If Chesapeake Energy (NASDAQ:CHK) was a technology company they would be celebrated and put on a pedestal. Chesapeake operates in a sector which hasn’t been attractive for quite some time, yet the energy sector is essential to not only the global economy but every person’s way of life. Unlike products and services which could be phased out or flat out, replaced energy is a constant which will always be needed. If you were to spend some time and really research everything Chesapeake has done since Mr. Lawler took the helm, you would think this is a broken stock which provides a golden opportunity not a broken company. Sooner or later, more upgrades will follow Bank of America (BAC), and the market will fairly evaluate Chesapeake’s true value. Warren Buffett once said it is wise to be fearful when others are greedy and greedy when others are fearful. This is a time to be an investor for the long haul with Chesapeake because all the progress which has been made can’t be negated much longer.

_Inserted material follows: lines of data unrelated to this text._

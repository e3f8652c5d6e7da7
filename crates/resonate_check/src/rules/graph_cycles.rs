//! `graph-cycles`: feedback between instances without a delay.

use resonate_diagnostics::{Diagnostic, DiagnosticCode};
use resonate_ir::Program;
use resonate_link::check_graph_cycles;

use crate::{CheckContext, ProgramCheck};

/// Rejects graphs whose undelayed connections form a cycle.
///
/// Each graph is checked on its own. Nested graphs are checked when their
/// own module is visited.
pub struct GraphCycles;

impl ProgramCheck for GraphCycles {
    fn code(&self) -> DiagnosticCode {
        resonate_link::errors::G201
    }

    fn name(&self) -> &str {
        "graph-cycles"
    }

    fn description(&self) -> &str {
        "graphs contain no feedback loop without a delay"
    }

    fn check(&self, program: &Program, _context: &CheckContext<'_>) -> Result<(), Diagnostic> {
        for (id, _) in program.modules.iter().filter(|(_, m)| m.is_graph()) {
            check_graph_cycles(program, id)?;
        }
        Ok(())
    }
}

#[cfg(test)]
mod tests {
    use super::*;
    use crate::rules::fixtures::run;

    const LOOP: &str = "#HEART 1
processor P
{
    input in stream float32;
    output out stream float32;
}
graph G
{
    output out stream float32;
    node a = P;
    node b = P;
    connection a.out -> b.in;
    connection b.out -> a.in;
}
";

    #[test]
    fn feedback_needs_a_delay() {
        let err = run(&GraphCycles, LOOP).unwrap_err();
        assert_eq!(err.code, resonate_link::errors::G201);
        assert!(err.message.ends_with("a -> b -> a"));
        run(&GraphCycles, &LOOP.replace("b.out -> a.in", "b.out -> [1] -> a.in")).unwrap();
    }
}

Anyone selling Chesapeake at these levels or expressing negative views didn’t listen to the same conference call that Mr. Lawler delivered
On May 23rd, my first article on Chesapeake was published titled A True Turnaround Story With Exceptional Upside Potential, and this conference call solidified my thesis. With the closure of the Utica transaction, which is slated for Q4, Chesapeake will have eliminated $12.2 billion in total leverage over the past five years. Their annual gathering, processing, and transportation expenses will have decreased by approximately $900 million. CapEx will have been cumulatively reduced by more than $12 billion, while over $1 billion in annual cash costs will have been eliminated. This is remarkable for a five-year span which included a collapse in oil prices.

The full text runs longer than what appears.